Though still a new project, I expect the Concept Series to generate many ideas over time, keeping Firefox and other Mozilla projects at the forefront of the open web and software user experience and user interface design.

OpenOffice.org on Identi.ca

February 23rd, 2009 Benjamin Horst

As part of its marketing, outreach, and community support efforts, OpenOffice.org community members are forming groups on various social networking sites to create more communication between existing users and to promote OOo to potential new users.

The latest, as promoted this week by Alexandro Colorado, has been on Identi.ca, an open source competitor to Twitter. I believe you must be logged in before you can see the Identi.ca OpenOffice.org group, but it should grow into a useful real-time place to follow OOo news, so it’s worth signing in (it allows OpenID, so you have no excuse not to do it).

I know there are Facebook, LinkedIn, and many other social network OpenOffice groups out there, so I’ll post them here when I get a chance to catch up (or add a comment yourself, please).

356,800 FOSS Desktops For Brazil’s Schools

February 20th, 2009 Benjamin Horst

Canadian company Userful and Brazilian company ThinNetworks have partnered to deliver 356,800 Linux-based desktop systems to Brazilian schools, according to a their recent press release, Userful and ThinNetworks Announce the World’s Largest Desktop Virtualization Deployment – 356,800 Green Workstations.

Userful’s key innovation is to harness the excess power of current PC hardware and the multi-user nature of Linux operating systems. Multiple monitors, keyboards and mice are connected to one computer, giving each user separate but complete simultaneous access to his or her computing environment.

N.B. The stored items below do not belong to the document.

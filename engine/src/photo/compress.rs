//! The two pure steps between a live video frame and the uploaded photo.
//!
//! [`rasterize`] freezes a frame at the fixed capture size so framing is the
//! same on every device; [`compress`] then shrinks it independently for
//! transmission. Each step takes and returns plain bytes/images and can be
//! run on its own.

use image::codecs::jpeg::JpegEncoder;
use image::imageops::FilterType;
use image::{load_from_memory, DynamicImage, GenericImageView, ImageFormat};
use log::{debug, warn};

/// Quality decrement used when a re-encode comes out larger than its source.
const QUALITY_STEP: u8 = 10;

use crate::config::CaptureConfig;
use crate::error::CaptureError;
use crate::photo::CapturedPhoto;

/// Draws `frame` onto a `frame_width` x `frame_height` surface (stretching
/// like a canvas `drawImage` into fixed dimensions) and encodes it as JPEG at
/// `frame_quality`.
pub fn rasterize(frame: &DynamicImage, config: &CaptureConfig) -> Result<Vec<u8>, CaptureError> {
    let (width, height) = (config.frame_width.max(1), config.frame_height.max(1));
    let surface = if frame.dimensions() == (width, height) {
        frame.clone()
    } else {
        frame.resize_exact(width, height, FilterType::Triangle)
    };
    encode_jpeg(&surface, config.frame_quality)
}

/// Decodes any supported image, scales it so its longer edge is at most
/// `max_edge` (never upscaling), and re-encodes it as JPEG at
/// `upload_quality`.
///
/// The result is never larger than the input. When the input is already a
/// JPEG that needed no scaling, a bigger re-encode is replaced by the input
/// bytes; otherwise the quality is lowered in steps until it fits. Only an
/// input smaller than a quality-1 JPEG can end up larger, which is logged.
pub fn compress(encoded: &[u8], config: &CaptureConfig) -> Result<CapturedPhoto, CaptureError> {
    let img = load_from_memory(encoded)?;
    let (orig_w, orig_h) = img.dimensions();
    let max_edge = config.max_edge.max(1) as f64;

    let scale = (max_edge / orig_w as f64)
        .min(max_edge / orig_h as f64)
        .min(1.0);

    let resized = if scale >= 1.0 {
        img
    } else {
        let new_w = (orig_w as f64 * scale).round().max(1.0) as u32;
        let new_h = (orig_h as f64 * scale).round().max(1.0) as u32;
        img.resize_exact(new_w, new_h, FilterType::Lanczos3)
    };
    let (width, height) = resized.dimensions();

    let mut quality = config.upload_quality.clamp(1, 100);
    let mut bytes = encode_jpeg(&resized, quality)?;
    if bytes.len() > encoded.len() {
        if scale >= 1.0 && is_jpeg(encoded) {
            bytes = encoded.to_vec();
        } else {
            while bytes.len() > encoded.len() && quality > 1 {
                quality = quality.saturating_sub(QUALITY_STEP).max(1);
                bytes = encode_jpeg(&resized, quality)?;
            }
            if bytes.len() > encoded.len() {
                warn!(
                    "compressed photo is still larger than its source ({} > {} bytes) at quality {quality}",
                    bytes.len(),
                    encoded.len()
                );
            }
        }
    }

    let before_kb = encoded.len() as f64 / 1024.0;
    let after_kb = bytes.len() as f64 / 1024.0;
    let saved = if encoded.is_empty() {
        0.0
    } else {
        (1.0 - bytes.len() as f64 / encoded.len() as f64) * 100.0
    };
    debug!(
        "Image compressed: {before_kb:.1}KB -> {after_kb:.1}KB ({saved:.0}% smaller), {orig_w}x{orig_h} -> {width}x{height}"
    );

    Ok(CapturedPhoto::new(bytes, width, height))
}

fn is_jpeg(bytes: &[u8]) -> bool {
    matches!(image::guess_format(bytes), Ok(ImageFormat::Jpeg))
}

fn encode_jpeg(img: &DynamicImage, quality: u8) -> Result<Vec<u8>, CaptureError> {
    // JPEG has no alpha channel; flatten to RGB first.
    let rgb = img.to_rgb8();
    let mut out = Vec::new();
    {
        let mut encoder = JpegEncoder::new_with_quality(&mut out, quality.clamp(1, 100));
        encoder.encode_image(&rgb)?;
    }
    Ok(out)
}
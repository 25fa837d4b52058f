//! Signed-in user persisted by the login page.

use engine::Identity;
use log::warn;
use web_sys::Storage;

use crate::config::SESSION_USER_KEY;

fn storage() -> Option<Storage> {
    web_sys::window()?.local_storage().ok()?
}

/// The stored identity, or `None` when nobody is signed in or the entry is
/// unreadable.
pub fn load_identity() -> Option<Identity> {
    let raw = storage()?.get_item(SESSION_USER_KEY).ok()??;
    match serde_json::from_str::<Identity>(&raw) {
        Ok(identity) => Some(identity),
        Err(error) => {
            warn!("ignoring malformed session entry: {error}");
            None
        }
    }
}

pub fn clear_identity() {
    if let Some(storage) = storage() {
        storage.remove_item(SESSION_USER_KEY).ok();
    }
}
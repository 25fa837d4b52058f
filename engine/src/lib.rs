//! Attendance verification engine.
//!
//! Everything a check-in needs besides the UI: great-circle distance,
//! zone membership, the device location stream, debounced place search for
//! zone configuration, the camera capture and compression pipeline, and the
//! submission of the final check-in to the backend.
//!
//! Platform capabilities (position watch, camera, geocoding, timers, the
//! backend) are traits, so the browser client plugs in its own adapters and
//! tests plug in fakes. The engine is single-threaded: shared state lives in
//! `Rc`/`Cell` and every async trait is `?Send`.

pub mod backend;
pub mod checkin;
pub mod config;
pub mod error;
pub mod geo;
pub mod location;
pub mod membership;
pub mod photo;
pub mod search;
pub mod session;
pub mod zone;

pub use common::model::checkin::CheckInStatus;
pub use common::model::coordinate::Coordinate;
pub use common::model::identity::Identity;
pub use common::model::zone::Zone;

#[cfg(test)]
pub(crate) mod testing;
//! `navigator.geolocation.watchPosition` as a [`LocationSource`].

use std::cell::RefCell;
use std::collections::HashMap;

use engine::error::LocationError;
use engine::location::{LocationSink, LocationSource, WatchId};
use js_sys::Reflect;
use wasm_bindgen::prelude::Closure;
use wasm_bindgen::{JsCast, JsValue};
use web_sys::{Geolocation, PositionOptions};

use super::{js_field, js_message};

/// `GeolocationPositionError.PERMISSION_DENIED`.
const PERMISSION_DENIED: u32 = 1;

/// Callbacks handed to the browser. They must outlive the watch.
struct WatchCallbacks {
    _on_position: Closure<dyn FnMut(JsValue)>,
    _on_error: Closure<dyn FnMut(JsValue)>,
}

#[derive(Default)]
pub struct BrowserLocationSource {
    watches: RefCell<HashMap<WatchId, WatchCallbacks>>,
}

fn geolocation() -> Result<Geolocation, LocationError> {
    web_sys::window()
        .ok_or_else(|| LocationError::Unavailable("no window".to_string()))?
        .navigator()
        .geolocation()
        .map_err(|_| LocationError::Unavailable("geolocation not supported".to_string()))
}

fn read_coords(position: &JsValue) -> Option<(f64, f64)> {
    let coords = js_field(position, "coords")?;
    let latitude = js_field(&coords, "latitude")?.as_f64()?;
    let longitude = js_field(&coords, "longitude")?.as_f64()?;
    Some((latitude, longitude))
}

fn to_location_error(error: &JsValue) -> LocationError {
    let code = js_field(error, "code").and_then(|code| code.as_f64());
    if code == Some(f64::from(PERMISSION_DENIED)) {
        LocationError::PermissionDenied
    } else {
        LocationError::Unavailable(js_message(error))
    }
}

impl LocationSource for BrowserLocationSource {
    fn watch(&self, sink: LocationSink) -> Result<WatchId, LocationError> {
        let geolocation = geolocation()?;

        let position_sink = sink.clone();
        let on_position = Closure::<dyn FnMut(JsValue)>::new(move |position: JsValue| {
            match read_coords(&position) {
                Some((latitude, longitude)) => {
                    position_sink.sample(latitude, longitude);
                }
                None => {
                    position_sink.fail(LocationError::Unavailable(
                        "position without coordinates".to_string(),
                    ));
                }
            }
        });
        let on_error = Closure::<dyn FnMut(JsValue)>::new(move |error: JsValue| {
            sink.fail(to_location_error(&error));
        });

        let options = PositionOptions::new();
        Reflect::set(
            &options,
            &JsValue::from_str("enableHighAccuracy"),
            &JsValue::TRUE,
        )
        .ok();

        let id = geolocation
            .watch_position_with_error_callback_and_options(
                on_position.as_ref().unchecked_ref(),
                Some(on_error.as_ref().unchecked_ref()),
                &options,
            )
            .map_err(|error| LocationError::Unavailable(js_message(&error)))?;

        self.watches.borrow_mut().insert(
            id,
            WatchCallbacks {
                _on_position: on_position,
                _on_error: on_error,
            },
        );
        Ok(id)
    }

    fn clear_watch(&self, id: WatchId) {
        if let Ok(geolocation) = geolocation() {
            geolocation.clear_watch(id);
        }
        // Dropping the callbacks drops the sink, which ends the stream.
        self.watches.borrow_mut().remove(&id);
    }
}
//! Runtime state of the check-in view.

use engine::location::{LocationTracker, Subscription};
use engine::session::AttendanceSession;
use engine::Identity;
use yew::prelude::*;

use crate::config::engine_config;
use crate::platform::api::HttpBackend;
use crate::platform::camera::BrowserVideo;
use crate::platform::geolocation::BrowserLocationSource;

pub struct AttendanceComponent {
    /// Zone, position, verdict and photo pipeline.
    pub session: AttendanceSession<BrowserVideo>,

    pub tracker: LocationTracker<BrowserLocationSource>,

    /// Live position watch. Dropping it clears the browser watch.
    pub subscription: Option<Subscription<BrowserLocationSource>>,

    pub backend: HttpBackend,

    /// The `<video>` the camera stream plays into. Always mounted so the
    /// stream has somewhere to go before the view re-renders.
    pub video_ref: NodeRef,

    /// A submission is in flight; the submit button is disabled meanwhile.
    pub submitting: bool,
}

impl AttendanceComponent {
    pub fn new(identity: Option<Identity>) -> Self {
        Self {
            session: AttendanceSession::new(identity, &engine_config()),
            tracker: LocationTracker::new(BrowserLocationSource::default()),
            subscription: None,
            backend: HttpBackend::default(),
            video_ref: NodeRef::default(),
            submitting: false,
        }
    }

    /// Stops the position watch and releases the camera.
    pub fn shutdown(&mut self) {
        if let Some(subscription) = self.subscription.take() {
            self.tracker.stop(subscription);
        }
        self.session.teardown();
    }
}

In the exuberant style of press releases, the two companies announce:

It is a historical achievement, being: the world’s largest ever virtual desktop deployment; the world’s largest ever desktop Linux deployment, and a new record low-cost for PCs with the PC sharing hardware and software costing less than $50 per seat. The decision to deploy Userful and ThinNetworks’ low-cost and environmentally friendly desktop virtualization solution establishes the Brazilian Ministry of Education as a global leader in computer education and provides other governments and institutions worldwide with a proven model for improving student to computer ratios while rolling out large numbers of desktops with minimal cost and environmental impact.

To my knowledge, all of their statements are factually correct, and the news is quite exciting, which makes it easy for me to overlook the typical annoyance of marketing speak.

Skeptics might assume this is vaporware, but in fact the first phase has already been implemented with 18,750 workstations installed and functioning well in rural schools.

The scale of this project and the prior successes of Userful and ThinNetworks are extremely satisfying to see. This is a huge success story for Linux and open source, and with luck it will quickly inspire similar projects in the US, where I might be able to see it with my own eyes (and save my own tax dollars from being wasted on proprietary alternatives).